Prostaglandins (PGs) are known to play a key role in the initiation of labor, but the mechanisms regulating their synthesis in amnion are largely unknown. In this study, the regulatory mechanisms for PGE₂ production during phospholipase D (PLD) and p38-dependent activation of WISH cells were investigated. We found that the stimulation of WISH cells with interleukin (IL)-1β elicited dose-dependent synthesis of cyclooxygenase-2 (COX-2) mRNA, protein, and their products, PGE₂. Moreover, the treatment of [³H]myristate-labeled cells in the presence of 1-butanol caused the dose-dependent formation of [³H]phosphatidylbutanol (PBt), a product specific to PLD activity. Pretreating the cells with 1-butanol and Ro 31-8220 inhibited the IL-1β-induced COX-2 expression, but 3-butanol did not affect this response.

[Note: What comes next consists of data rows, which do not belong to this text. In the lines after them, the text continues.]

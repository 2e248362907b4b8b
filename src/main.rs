use clap::{Parser, Subcommand};
use mode_normalize::TargetFormat;
use std::path::{Path, PathBuf};
use tracing_subscriber::{layer::SubscriberExt, util::SubscriberInitExt};
use utoipa::OpenApi;
use utoipa_swagger_ui::SwaggerUi;

use imgconv::api;
use imgconv::models::{AppConfig, FormatInfo, ImageInfo};
use imgconv::server;
use imgconv::services::{download_name, ConversionService};

#[derive(Parser)]
#[command(name = "imgconv")]
#[command(about = "Convert images between PNG and JPEG")]
struct Cli {
    #[command(subcommand)]
    command: Option<Commands>,
}

#[derive(Subcommand)]
enum Commands {
    /// Start the HTTP server
    Serve,
    /// Convert an image file
    Convert {
        /// Input PNG or JPEG file
        input: PathBuf,

        /// Target format: JPG, JPEG or PNG (case-insensitive)
        #[arg(short, long)]
        to: String,

        /// Output file path (default: <stem>_converted.<ext> next to the input)
        #[arg(short, long)]
        output: Option<PathBuf>,
    },
    /// Show format, pixel mode and dimensions of an image file
    Inspect {
        /// Input PNG or JPEG file
        input: PathBuf,

        /// Print the summary as JSON
        #[arg(long)]
        json: bool,
    },
}

/// OpenAPI documentation
#[derive(OpenApi)]
#[openapi(
    info(
        title = "imgconv API",
        description = "PNG/JPEG image conversion with transparency flattening",
        version = "0.1.0",
        license(name = "MIT")
    ),
    paths(api::handle_convert, api::handle_inspect, api::handle_formats),
    components(schemas(ImageInfo, FormatInfo)),
    tags((name = "Conversion", description = "Image conversion and inspection"))
)]
struct ApiDoc;

#[tokio::main]
async fn main() -> anyhow::Result<()> {
    let cli = Cli::parse();

    match cli.command {
        Some(Commands::Convert { input, to, output }) => {
            run_convert_command(&input, &to, output.as_deref())
        }
        Some(Commands::Inspect { input, json }) => run_inspect_command(&input, json),
        Some(Commands::Serve) => run_server().await,
        None => {
            run_status_command();
            Ok(())
        }
    }
}

fn init_cli_logging() {
    // Minimal logging for CLI
    tracing_subscriber::registry()
        .with(
            tracing_subscriber::EnvFilter::try_from_default_env()
                .unwrap_or_else(|_| "imgconv=warn".into()),
        )
        .with(tracing_subscriber::fmt::layer().without_time())
        .init();
}

/// Convert a file on disk (no server needed)
fn run_convert_command(input: &Path, to: &str, output: Option<&Path>) -> anyhow::Result<()> {
    init_cli_logging();

    let target: TargetFormat = to.parse()?;
    let config = AppConfig::from_env();
    let service = ConversionService::from_config(&config);

    let converted = service.convert_file(input, target)?;
    let image = converted.image().clone();

    let dest = match output {
        Some(path) => path.to_path_buf(),
        None => {
            let name = download_name(input.file_name().and_then(|n| n.to_str()), target);
            input.with_file_name(name)
        }
    };
    let dest = converted.persist(&dest)?;

    if image.passthrough {
        println!(
            "Copied {} unchanged ({} is already {})",
            dest.display(),
            input.display(),
            target.name()
        );
    } else {
        println!(
            "Converted {} -> {} ({} {}x{}, {} bytes)",
            input.display(),
            dest.display(),
            image.mode,
            image.width,
            image.height,
            image.bytes.len()
        );
    }

    Ok(())
}

/// Print a header summary of an image file
fn run_inspect_command(input: &Path, json: bool) -> anyhow::Result<()> {
    init_cli_logging();

    let bytes = std::fs::read(input)?;
    let info = ConversionService::default().inspect(&bytes)?;

    if json {
        println!("{}", serde_json::to_string_pretty(&info)?);
    } else {
        println!("File:         {}", input.display());
        println!("Format:       {}", info.format);
        println!("Mode:         {}", info.mode);
        println!("Size:         {}x{}", info.width, info.height);
        println!("Transparency: {}", if info.has_transparency { "yes" } else { "no" });
        println!("File size:    {:.1} KB", info.size_bytes as f64 / 1024.0);
    }

    Ok(())
}

/// Display status and configuration information
fn run_status_command() {
    const VERSION: &str = env!("CARGO_PKG_VERSION");

    let bind_addr = std::env::var("BIND_ADDR").ok();
    let config_file = std::env::var("CONFIG_FILE").ok();

    println!("imgconv v{VERSION}");
    println!("PNG/JPEG image converter\n");

    println!("Environment Variables:");
    println!(
        "  BIND_ADDR   = {}",
        bind_addr.as_deref().unwrap_or("0.0.0.0:3000 (default)")
    );
    println!(
        "  CONFIG_FILE = {}",
        config_file.as_deref().unwrap_or("(not set)")
    );

    let config_source = match config_file {
        Some(ref path) if Path::new(path).exists() => path.to_string(),
        Some(_) => "defaults (file not found)".to_string(),
        None => "defaults".to_string(),
    };
    println!("\nConfiguration: {config_source}");

    println!("\nTarget Formats:");
    for token in TargetFormat::TOKENS {
        if let Ok(format) = token.parse::<TargetFormat>() {
            println!("  {token:<5} -> .{} ({})", format.extension(), format.mime_type());
        }
    }

    println!("\nCommands:");
    println!("  imgconv serve     Start the HTTP server");
    println!("  imgconv convert   Convert an image file");
    println!("  imgconv inspect   Show image format and mode");
    println!("\nRun 'imgconv --help' for more details.");
}

/// Run the HTTP server
async fn run_server() -> anyhow::Result<()> {
    // Initialize tracing
    tracing_subscriber::registry()
        .with(
            tracing_subscriber::EnvFilter::try_from_default_env()
                .unwrap_or_else(|_| "imgconv=debug,tower_http=debug".into()),
        )
        .with(tracing_subscriber::fmt::layer())
        .init();

    let config = AppConfig::from_env();
    let bind_addr = config.bind_addr.clone();
    tracing::info!(
        max_upload_bytes = config.max_upload_bytes,
        optimize_png = config.optimize_png,
        "Configuration loaded"
    );

    let state = server::create_app_state(config)?;

    let app = server::build_router(state)
        // OpenAPI documentation (production only)
        .merge(SwaggerUi::new("/swagger-ui").url("/api-docs/openapi.json", ApiDoc::openapi()));

    let listener = tokio::net::TcpListener::bind(&bind_addr).await?;
    tracing::info!(addr = %bind_addr, "imgconv server listening");

    axum::serve(listener, app).await?;

    Ok(())
}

In addition, evidence that PLD was involved in the stimulation of COX-2 expression was provided by the observations that COX-2 expression was stimulated by the dioctanoyl phosphatidic acid (PA) and that the prevention of PA dephosphorylation by 1-propranolol potentiated COX-2 expression by IL-1β. Moreover, IL-1β stimulation of the cells caused the phosphorylation of p38 and extracellular signal-regulated kinase (ERK), and IL-1β-induced COX-2 expression was inhibited by the pretreatment of WISH cells with a p38 inhibitor, in contrast ERK upstream inhibitor had no effect. Furthermore, Ro 31-8220 inhibited IL-1β-induced p38 phosphorylation but not ERK phosphorylation. The results of this study indicate that in human amnion cells, IL-1β might activate PLD through an upstream protein kinase C to elicit p38 and finally induce COX-2 expression.